= To do =
This task calls for copying every line of the records that includes the word "Initialize".

[Stored entries]
────────────────────
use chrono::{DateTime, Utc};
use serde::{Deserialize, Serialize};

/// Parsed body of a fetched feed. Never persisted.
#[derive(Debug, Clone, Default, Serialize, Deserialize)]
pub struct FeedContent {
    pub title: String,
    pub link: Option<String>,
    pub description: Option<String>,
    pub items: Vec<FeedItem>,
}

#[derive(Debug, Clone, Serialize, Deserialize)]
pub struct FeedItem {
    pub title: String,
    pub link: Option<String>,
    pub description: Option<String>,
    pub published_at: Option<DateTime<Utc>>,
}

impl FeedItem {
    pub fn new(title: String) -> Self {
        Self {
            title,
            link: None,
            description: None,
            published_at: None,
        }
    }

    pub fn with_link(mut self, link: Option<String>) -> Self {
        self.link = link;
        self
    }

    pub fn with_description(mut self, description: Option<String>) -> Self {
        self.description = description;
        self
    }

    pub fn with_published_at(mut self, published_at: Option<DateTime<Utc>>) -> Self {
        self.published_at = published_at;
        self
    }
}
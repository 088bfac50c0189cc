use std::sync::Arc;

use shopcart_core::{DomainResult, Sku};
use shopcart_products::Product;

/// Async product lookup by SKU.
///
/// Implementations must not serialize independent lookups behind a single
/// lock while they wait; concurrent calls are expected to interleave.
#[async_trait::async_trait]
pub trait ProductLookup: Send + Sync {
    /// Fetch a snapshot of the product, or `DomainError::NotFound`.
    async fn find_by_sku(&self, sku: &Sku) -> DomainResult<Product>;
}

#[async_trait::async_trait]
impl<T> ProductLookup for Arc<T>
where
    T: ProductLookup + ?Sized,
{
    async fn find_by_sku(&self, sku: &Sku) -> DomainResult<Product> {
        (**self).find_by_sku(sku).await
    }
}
────────────────────
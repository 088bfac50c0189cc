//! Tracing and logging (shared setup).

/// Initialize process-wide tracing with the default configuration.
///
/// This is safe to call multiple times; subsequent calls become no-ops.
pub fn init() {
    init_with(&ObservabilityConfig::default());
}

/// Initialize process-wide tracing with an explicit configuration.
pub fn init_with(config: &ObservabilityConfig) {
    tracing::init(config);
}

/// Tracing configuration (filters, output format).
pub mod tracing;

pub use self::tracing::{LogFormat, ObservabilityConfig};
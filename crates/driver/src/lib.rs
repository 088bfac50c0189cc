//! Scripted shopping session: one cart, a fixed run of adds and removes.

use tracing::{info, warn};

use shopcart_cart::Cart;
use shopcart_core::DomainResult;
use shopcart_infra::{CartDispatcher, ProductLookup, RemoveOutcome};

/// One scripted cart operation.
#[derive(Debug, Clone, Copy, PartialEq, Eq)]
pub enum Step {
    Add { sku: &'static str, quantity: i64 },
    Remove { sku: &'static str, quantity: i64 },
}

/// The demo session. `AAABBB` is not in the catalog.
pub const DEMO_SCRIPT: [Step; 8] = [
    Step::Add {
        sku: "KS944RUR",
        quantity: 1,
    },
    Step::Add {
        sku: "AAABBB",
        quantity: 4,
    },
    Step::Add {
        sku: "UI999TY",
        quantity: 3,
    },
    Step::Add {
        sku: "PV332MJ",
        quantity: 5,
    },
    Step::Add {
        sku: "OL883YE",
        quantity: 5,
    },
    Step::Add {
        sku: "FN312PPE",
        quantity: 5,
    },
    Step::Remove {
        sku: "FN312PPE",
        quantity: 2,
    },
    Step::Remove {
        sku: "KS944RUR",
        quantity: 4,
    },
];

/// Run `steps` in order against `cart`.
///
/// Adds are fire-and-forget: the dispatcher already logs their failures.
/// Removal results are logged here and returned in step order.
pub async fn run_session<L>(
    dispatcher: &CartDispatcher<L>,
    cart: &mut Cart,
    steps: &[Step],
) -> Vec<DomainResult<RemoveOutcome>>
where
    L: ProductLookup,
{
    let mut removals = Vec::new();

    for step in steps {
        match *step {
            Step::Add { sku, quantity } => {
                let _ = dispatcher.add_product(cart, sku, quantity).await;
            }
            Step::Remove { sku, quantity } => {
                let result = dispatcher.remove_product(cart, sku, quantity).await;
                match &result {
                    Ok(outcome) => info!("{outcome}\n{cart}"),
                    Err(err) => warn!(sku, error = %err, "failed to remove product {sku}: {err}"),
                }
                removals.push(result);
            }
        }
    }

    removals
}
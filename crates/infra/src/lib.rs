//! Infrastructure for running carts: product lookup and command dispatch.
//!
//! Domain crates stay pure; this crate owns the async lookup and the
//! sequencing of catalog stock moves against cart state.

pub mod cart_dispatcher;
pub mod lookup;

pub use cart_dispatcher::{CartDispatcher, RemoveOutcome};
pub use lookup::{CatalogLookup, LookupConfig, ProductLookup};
────────────────────
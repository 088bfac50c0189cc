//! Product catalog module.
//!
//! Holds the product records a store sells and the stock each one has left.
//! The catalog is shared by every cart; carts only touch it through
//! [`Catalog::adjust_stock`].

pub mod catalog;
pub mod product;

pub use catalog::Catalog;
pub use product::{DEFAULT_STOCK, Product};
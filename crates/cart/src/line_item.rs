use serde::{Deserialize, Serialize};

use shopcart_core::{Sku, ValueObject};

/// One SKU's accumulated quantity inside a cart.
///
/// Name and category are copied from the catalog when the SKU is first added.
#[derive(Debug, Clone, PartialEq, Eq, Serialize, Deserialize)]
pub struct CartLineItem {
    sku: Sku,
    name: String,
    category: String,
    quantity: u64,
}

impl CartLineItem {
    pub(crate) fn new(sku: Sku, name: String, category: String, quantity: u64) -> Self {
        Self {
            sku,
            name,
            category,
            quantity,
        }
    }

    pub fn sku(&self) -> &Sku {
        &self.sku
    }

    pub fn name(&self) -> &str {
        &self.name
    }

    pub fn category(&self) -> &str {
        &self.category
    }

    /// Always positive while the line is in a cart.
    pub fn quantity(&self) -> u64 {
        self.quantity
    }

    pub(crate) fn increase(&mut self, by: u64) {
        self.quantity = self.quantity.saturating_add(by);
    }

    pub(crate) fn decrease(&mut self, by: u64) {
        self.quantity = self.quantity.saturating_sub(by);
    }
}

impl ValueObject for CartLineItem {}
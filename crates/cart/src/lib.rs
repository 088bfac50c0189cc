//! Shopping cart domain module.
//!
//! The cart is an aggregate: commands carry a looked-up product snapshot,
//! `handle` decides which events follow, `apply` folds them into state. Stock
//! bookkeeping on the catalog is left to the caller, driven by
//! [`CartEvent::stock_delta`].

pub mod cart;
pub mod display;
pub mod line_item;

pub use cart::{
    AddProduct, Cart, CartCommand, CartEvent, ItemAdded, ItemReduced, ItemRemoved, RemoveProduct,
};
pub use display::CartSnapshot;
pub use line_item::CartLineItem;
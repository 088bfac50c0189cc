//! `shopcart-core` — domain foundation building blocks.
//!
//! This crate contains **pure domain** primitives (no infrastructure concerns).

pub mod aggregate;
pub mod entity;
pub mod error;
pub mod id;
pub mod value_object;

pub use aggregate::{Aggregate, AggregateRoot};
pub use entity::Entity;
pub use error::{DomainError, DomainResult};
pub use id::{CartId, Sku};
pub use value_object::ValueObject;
────────────────────
= Expected answer =
/// Initialize process-wide tracing with the default configuration.
/// Initialize process-wide tracing with an explicit configuration.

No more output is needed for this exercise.